• _What to work on_
Your answer should consist of each line below that contains the string "ExpiringSoon".

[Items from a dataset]
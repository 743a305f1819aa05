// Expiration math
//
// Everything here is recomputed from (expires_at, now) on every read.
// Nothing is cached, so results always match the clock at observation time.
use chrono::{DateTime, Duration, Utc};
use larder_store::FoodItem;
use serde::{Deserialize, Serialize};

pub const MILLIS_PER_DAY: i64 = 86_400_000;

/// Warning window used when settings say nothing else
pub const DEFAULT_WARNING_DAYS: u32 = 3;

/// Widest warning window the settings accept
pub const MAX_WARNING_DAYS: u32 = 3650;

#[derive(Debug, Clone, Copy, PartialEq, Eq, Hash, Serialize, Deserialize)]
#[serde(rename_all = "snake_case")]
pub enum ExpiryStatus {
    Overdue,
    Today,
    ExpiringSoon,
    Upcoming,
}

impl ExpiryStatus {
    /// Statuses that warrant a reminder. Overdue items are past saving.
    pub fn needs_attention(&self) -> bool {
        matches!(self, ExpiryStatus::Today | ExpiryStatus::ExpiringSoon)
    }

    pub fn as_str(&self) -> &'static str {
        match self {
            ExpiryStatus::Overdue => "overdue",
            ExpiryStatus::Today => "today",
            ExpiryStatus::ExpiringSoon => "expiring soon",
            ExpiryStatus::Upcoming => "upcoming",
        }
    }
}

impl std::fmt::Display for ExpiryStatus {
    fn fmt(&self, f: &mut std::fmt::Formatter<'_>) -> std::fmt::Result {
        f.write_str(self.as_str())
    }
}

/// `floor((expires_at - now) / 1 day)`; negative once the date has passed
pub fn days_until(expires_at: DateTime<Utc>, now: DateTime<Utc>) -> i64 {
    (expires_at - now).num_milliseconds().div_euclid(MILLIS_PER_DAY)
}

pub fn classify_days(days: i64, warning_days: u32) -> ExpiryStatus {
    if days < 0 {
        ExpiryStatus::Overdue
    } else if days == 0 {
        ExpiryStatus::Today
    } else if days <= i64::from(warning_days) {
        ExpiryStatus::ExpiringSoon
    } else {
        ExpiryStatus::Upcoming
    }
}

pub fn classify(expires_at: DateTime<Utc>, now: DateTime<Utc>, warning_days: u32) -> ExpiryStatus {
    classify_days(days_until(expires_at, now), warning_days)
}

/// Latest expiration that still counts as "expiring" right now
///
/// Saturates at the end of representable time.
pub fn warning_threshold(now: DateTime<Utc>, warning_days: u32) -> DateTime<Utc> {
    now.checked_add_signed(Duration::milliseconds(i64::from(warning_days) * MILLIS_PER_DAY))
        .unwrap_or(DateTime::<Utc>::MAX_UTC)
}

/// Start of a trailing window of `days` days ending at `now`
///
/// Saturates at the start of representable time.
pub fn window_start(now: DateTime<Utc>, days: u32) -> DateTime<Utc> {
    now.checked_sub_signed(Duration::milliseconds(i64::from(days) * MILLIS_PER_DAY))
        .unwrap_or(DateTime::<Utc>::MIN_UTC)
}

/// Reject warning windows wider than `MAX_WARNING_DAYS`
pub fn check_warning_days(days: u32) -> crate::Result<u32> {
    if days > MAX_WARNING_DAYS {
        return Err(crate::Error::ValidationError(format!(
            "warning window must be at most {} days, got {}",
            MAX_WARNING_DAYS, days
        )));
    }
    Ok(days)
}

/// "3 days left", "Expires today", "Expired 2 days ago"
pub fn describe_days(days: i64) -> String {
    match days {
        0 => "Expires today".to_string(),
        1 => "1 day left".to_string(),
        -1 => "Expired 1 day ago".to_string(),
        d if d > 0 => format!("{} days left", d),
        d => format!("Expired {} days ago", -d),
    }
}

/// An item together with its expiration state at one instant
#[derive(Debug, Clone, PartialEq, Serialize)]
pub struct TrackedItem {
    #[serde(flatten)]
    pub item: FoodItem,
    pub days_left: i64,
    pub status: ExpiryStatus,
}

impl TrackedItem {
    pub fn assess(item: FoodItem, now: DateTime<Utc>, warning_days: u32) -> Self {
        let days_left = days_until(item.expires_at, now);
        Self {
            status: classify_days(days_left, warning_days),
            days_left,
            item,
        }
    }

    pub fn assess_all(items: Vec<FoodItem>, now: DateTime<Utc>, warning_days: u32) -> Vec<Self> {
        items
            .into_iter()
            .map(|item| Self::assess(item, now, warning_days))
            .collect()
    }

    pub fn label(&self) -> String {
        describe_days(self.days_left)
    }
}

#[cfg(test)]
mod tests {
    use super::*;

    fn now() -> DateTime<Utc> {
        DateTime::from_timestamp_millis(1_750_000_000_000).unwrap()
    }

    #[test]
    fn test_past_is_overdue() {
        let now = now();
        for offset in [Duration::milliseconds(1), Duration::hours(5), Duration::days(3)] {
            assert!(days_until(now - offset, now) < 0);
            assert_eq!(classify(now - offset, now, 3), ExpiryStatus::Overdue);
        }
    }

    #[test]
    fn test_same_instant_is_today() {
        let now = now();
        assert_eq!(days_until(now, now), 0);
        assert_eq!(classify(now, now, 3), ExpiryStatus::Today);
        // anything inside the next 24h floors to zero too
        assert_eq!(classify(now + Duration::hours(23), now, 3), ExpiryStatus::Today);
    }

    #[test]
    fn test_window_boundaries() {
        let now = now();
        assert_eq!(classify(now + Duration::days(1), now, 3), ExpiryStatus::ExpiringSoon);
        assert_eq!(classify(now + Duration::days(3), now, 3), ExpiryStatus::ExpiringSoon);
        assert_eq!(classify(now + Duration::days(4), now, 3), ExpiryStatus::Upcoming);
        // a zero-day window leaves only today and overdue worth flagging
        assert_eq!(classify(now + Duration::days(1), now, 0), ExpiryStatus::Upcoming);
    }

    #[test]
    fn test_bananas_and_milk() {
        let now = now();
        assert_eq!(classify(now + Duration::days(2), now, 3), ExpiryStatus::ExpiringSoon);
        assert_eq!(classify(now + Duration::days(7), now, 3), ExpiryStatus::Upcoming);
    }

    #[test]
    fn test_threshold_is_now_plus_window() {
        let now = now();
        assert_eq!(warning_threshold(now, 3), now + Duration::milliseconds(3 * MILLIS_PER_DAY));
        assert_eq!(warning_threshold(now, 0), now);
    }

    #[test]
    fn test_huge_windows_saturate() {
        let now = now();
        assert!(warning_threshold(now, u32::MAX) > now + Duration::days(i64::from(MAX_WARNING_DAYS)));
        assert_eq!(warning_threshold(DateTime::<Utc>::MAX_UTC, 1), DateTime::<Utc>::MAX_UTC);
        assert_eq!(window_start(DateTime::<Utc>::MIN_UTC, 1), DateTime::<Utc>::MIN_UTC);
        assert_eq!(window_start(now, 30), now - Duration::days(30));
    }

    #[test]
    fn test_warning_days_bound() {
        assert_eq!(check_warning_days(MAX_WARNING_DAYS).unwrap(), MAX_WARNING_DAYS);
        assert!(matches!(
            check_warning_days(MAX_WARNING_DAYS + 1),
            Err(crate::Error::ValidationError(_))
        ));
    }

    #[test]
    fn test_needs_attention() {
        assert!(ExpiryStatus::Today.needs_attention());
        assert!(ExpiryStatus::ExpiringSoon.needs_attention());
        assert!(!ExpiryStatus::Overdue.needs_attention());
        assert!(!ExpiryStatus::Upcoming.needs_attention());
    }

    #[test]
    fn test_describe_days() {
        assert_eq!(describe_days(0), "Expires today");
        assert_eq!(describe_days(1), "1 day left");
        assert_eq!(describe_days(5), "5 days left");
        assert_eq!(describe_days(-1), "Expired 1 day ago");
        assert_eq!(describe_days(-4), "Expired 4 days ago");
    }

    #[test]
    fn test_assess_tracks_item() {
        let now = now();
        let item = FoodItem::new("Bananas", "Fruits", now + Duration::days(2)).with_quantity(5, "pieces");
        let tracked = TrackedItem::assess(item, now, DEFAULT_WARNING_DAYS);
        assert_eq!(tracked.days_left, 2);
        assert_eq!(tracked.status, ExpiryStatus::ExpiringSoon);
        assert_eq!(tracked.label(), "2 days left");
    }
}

---

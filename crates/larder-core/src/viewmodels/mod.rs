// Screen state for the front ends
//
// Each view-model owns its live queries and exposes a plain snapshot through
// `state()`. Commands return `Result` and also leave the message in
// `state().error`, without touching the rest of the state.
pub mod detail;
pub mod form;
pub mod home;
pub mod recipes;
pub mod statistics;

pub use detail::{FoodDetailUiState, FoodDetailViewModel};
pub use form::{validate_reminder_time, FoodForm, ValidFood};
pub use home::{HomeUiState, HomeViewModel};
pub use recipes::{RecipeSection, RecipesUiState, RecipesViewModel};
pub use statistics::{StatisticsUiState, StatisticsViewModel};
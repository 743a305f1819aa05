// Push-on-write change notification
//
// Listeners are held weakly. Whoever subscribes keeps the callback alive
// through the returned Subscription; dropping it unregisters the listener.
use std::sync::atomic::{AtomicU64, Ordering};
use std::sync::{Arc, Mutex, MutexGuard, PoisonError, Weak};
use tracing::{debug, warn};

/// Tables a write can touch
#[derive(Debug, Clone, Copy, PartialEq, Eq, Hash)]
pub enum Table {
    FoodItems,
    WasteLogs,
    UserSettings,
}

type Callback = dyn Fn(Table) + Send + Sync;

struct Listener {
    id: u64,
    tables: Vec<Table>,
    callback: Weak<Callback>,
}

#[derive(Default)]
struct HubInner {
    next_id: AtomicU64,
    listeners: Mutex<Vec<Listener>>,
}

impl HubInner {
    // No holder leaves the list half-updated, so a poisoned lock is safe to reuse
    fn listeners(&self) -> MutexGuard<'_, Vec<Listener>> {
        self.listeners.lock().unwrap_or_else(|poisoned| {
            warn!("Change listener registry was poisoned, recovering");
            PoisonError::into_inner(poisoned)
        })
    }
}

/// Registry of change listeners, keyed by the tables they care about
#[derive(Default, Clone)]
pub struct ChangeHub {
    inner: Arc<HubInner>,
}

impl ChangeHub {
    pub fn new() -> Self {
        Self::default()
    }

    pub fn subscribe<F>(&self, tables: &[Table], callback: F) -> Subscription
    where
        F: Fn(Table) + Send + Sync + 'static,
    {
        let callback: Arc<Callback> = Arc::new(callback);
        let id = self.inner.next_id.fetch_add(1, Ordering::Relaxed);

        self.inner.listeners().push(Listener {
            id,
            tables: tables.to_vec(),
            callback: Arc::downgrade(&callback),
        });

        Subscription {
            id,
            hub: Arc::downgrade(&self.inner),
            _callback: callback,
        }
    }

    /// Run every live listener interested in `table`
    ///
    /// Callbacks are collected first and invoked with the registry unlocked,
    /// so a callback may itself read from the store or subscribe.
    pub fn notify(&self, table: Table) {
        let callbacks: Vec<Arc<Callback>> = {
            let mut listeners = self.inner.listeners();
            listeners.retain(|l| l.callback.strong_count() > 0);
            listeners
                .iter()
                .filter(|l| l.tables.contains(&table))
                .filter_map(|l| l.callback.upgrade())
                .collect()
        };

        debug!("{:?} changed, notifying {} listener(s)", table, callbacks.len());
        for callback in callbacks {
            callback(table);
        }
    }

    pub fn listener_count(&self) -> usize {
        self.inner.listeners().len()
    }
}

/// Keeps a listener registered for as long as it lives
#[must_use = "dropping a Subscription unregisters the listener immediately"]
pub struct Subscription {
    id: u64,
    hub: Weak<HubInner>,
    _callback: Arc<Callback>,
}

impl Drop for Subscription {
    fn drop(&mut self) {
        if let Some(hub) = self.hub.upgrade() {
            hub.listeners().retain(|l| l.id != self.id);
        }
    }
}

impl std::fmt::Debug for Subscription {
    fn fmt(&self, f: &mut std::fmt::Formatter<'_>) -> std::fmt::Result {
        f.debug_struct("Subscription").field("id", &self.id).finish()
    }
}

• _Your response_
    ExpiringSoon,
        matches!(self, ExpiryStatus::Today | ExpiryStatus::ExpiringSoon)
            ExpiryStatus::ExpiringSoon => "expiring soon",
        ExpiryStatus::ExpiringSoon
        assert_eq!(classify(now + Duration::days(1), now, 3), ExpiryStatus::ExpiringSoon);
        assert_eq!(classify(now + Duration::days(3), now, 3), ExpiryStatus::ExpiringSoon);
        assert_eq!(classify(now + Duration::days(2), now, 3), ExpiryStatus::ExpiringSoon);
        assert!(ExpiryStatus::ExpiringSoon.needs_attention());
        assert_eq!(tracked.status, ExpiryStatus::ExpiringSoon);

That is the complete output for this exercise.